• Instructions for the task: Below are the records; restate all of them exactly.

• Material provided:
//! The capture-name schema (§4.1): every tree-sitter query capture a
//! language profile defines must use one of these prefixes so the
//! generic pipeline can tell what kind of event a handler is about to
//! emit without knowing anything about the grammar.

#[derive(Debug, Clone, PartialEq, Eq)]
pub enum CaptureSchema {
    Definition(Box<str>),
    Reference(Box<str>),
    Scope(Box<str>),
    Import(Box<str>),
    Export(Box<str>),
    AssignmentProperty,
    CallbackArg,
}

impl CaptureSchema {
    /// Parse a capture name like `definition.function` or `scope.class`
    /// into its schema category and sub-kind.
    pub fn parse(capture_name: &str) -> Option<Self> {
        let (prefix, rest) = capture_name.split_once('.')?;
        match prefix {
            "definition" => Some(Self::Definition(rest.into())),
            "reference" => Some(Self::Reference(rest.into())),
            "scope" => Some(Self::Scope(rest.into())),
            "import" => Some(Self::Import(rest.into())),
            "export" => Some(Self::Export(rest.into())),
            _ if capture_name == "assignment.property" => Some(Self::AssignmentProperty),
            _ if capture_name == "callback.arg" => Some(Self::CallbackArg),
            _ => None,
        }
    }
}

#[cfg(test)]
mod tests {
    use super::*;

    #[test]
    fn parses_every_schema_prefix() {
        assert_eq!(
            CaptureSchema::parse("definition.function"),
            Some(CaptureSchema::Definition("function".into()))
        );
        assert_eq!(
            CaptureSchema::parse("reference.call"),
            Some(CaptureSchema::Reference("call".into()))
        );
        assert_eq!(
            CaptureSchema::parse("scope.class"),
            Some(CaptureSchema::Scope("class".into()))
        );
        assert_eq!(
            CaptureSchema::parse("import.named"),
            Some(CaptureSchema::Import("named".into()))
        );
        assert_eq!(
            CaptureSchema::parse("export.default"),
            Some(CaptureSchema::Export("default".into()))
        );
        assert_eq!(
            CaptureSchema::parse("assignment.property"),
            Some(CaptureSchema::AssignmentProperty)
        );
        assert_eq!(CaptureSchema::parse("callback.arg"), Some(CaptureSchema::CallbackArg));
        assert_eq!(CaptureSchema::parse("nonsense"), None);
    }
}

• Result for this task:
//! The capture-name schema (§4.1): every tree-sitter query capture a
//! language profile defines must use one of these prefixes so the
//! generic pipeline can tell what kind of event a handler is about to
//! emit without knowing anything about the grammar.

#[derive(Debug, Clone, PartialEq, Eq)]
pub enum CaptureSchema {
    Definition(Box<str>),
    Reference(Box<str>),
    Scope(Box<str>),
    Import(Box<str>),
    Export(Box<str>),
    AssignmentProperty,
    CallbackArg,
}

impl CaptureSchema {
    /// Parse a capture name like `definition.function` or `scope.class`
    /// into its schema category and sub-kind.
    pub fn parse(capture_name: &str) -> Option<Self> {
        let (prefix, rest) = capture_name.split_once('.')?;
        match prefix {
            "definition" => Some(Self::Definition(rest.into())),
            "reference" => Some(Self::Reference(rest.into())),
            "scope" => Some(Self::Scope(rest.into())),
            "import" => Some(Self::Import(rest.into())),
            "export" => Some(Self::Export(rest.into())),
            _ if capture_name == "assignment.property" => Some(Self::AssignmentProperty),
            _ if capture_name == "callback.arg" => Some(Self::CallbackArg),
            _ => None,
        }
    }
}

#[cfg(test)]
mod tests {
    use super::*;

    #[test]
    fn parses_every_schema_prefix() {
        assert_eq!(
            CaptureSchema::parse("definition.function"),
            Some(CaptureSchema::Definition("function".into()))
        );
        assert_eq!(
            CaptureSchema::parse("reference.call"),
            Some(CaptureSchema::Reference("call".into()))
        );
        assert_eq!(
            CaptureSchema::parse("scope.class"),
            Some(CaptureSchema::Scope("class".into()))
        );
        assert_eq!(
            CaptureSchema::parse("import.named"),
            Some(CaptureSchema::Import("named".into()))
        );
        assert_eq!(
            CaptureSchema::parse("export.default"),
            Some(CaptureSchema::Export("default".into()))
        );
        assert_eq!(
            CaptureSchema::parse("assignment.property"),
            Some(CaptureSchema::AssignmentProperty)
        );
        assert_eq!(CaptureSchema::parse("callback.arg"), Some(CaptureSchema::CallbackArg));
        assert_eq!(CaptureSchema::parse("nonsense"), None);
    }
}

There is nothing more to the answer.